| Requirement |
Look below for the line that contains "use std::f32::consts::TAU;", then copy it and each following line exactly, through and including the line that contains "-> Result<Self, DeviceError>".

| Input |
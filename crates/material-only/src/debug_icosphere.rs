//! A spinning sphere that is generated instead of loaded from a file.

use std::f32::consts::TAU;

use common::geometry;
use common::gfx::*;
use common::math::*;
use common::transform::Transform;

use crate::shader::{MaterialOnlyCall, MaterialOnlyShader, MaterialOnlyVertex};

const SUBDIVISIONS: u32 = 2;

pub struct DebugIcosphere<D: GraphicsDevice> {
    call: MaterialOnlyCall<D>,
    material: Material,
    rotation_speed: f32,
    rotation_angle: f32,
    transform: Transform,
}

impl<D: GraphicsDevice> DebugIcosphere<D> {
    pub fn new(
        device: &D,
        material: Material,
        position: Vec3,
        scale: Vec3,
        rotation_speed: f32,
    ) -> Result<Self, DeviceError> {
        let mesh = geometry::icosphere(SUBDIVISIONS);
        let call = RenderCall::new(device, &MaterialOnlyVertex::from_mesh(&mesh), &mesh.indices)?;

        Ok(Self {
            call,
            material,
            rotation_speed,
            rotation_angle: 0.0,
            transform: Transform::new(position, Quat::IDENTITY, scale),
        })
    }

    /// Spins about +Y by `rotation_speed` radians per second.
    pub fn update(&mut self, dt: f32) {
        self.rotation_angle = (self.rotation_angle + self.rotation_speed * dt).rem_euclid(TAU);
        self.transform.rotation = Quat::from_rotation_y(self.rotation_angle);
    }

    pub fn render<C>(&self, context: &mut C, shader: &mut MaterialOnlyShader<D>) -> Result<(), ShaderError>
    where
        C: GraphicsContext<Device = D>,
    {
        shader.set_model_transform(self.transform.matrix());
        shader.set_object_material(self.material);
        shader.render(context, &self.call)
    }

    pub fn transform(&self) -> &Transform {
        &self.transform
    }
}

| Solution to this problem |
use std::f32::consts::TAU;

use common::geometry;
use common::gfx::*;
use common::math::*;
use common::transform::Transform;

use crate::shader::{MaterialOnlyCall, MaterialOnlyShader, MaterialOnlyVertex};

const SUBDIVISIONS: u32 = 2;

pub struct DebugIcosphere<D: GraphicsDevice> {
    call: MaterialOnlyCall<D>,
    material: Material,
    rotation_speed: f32,
    rotation_angle: f32,
    transform: Transform,
}

impl<D: GraphicsDevice> DebugIcosphere<D> {
    pub fn new(
        device: &D,
        material: Material,
        position: Vec3,
        scale: Vec3,
        rotation_speed: f32,
    ) -> Result<Self, DeviceError> {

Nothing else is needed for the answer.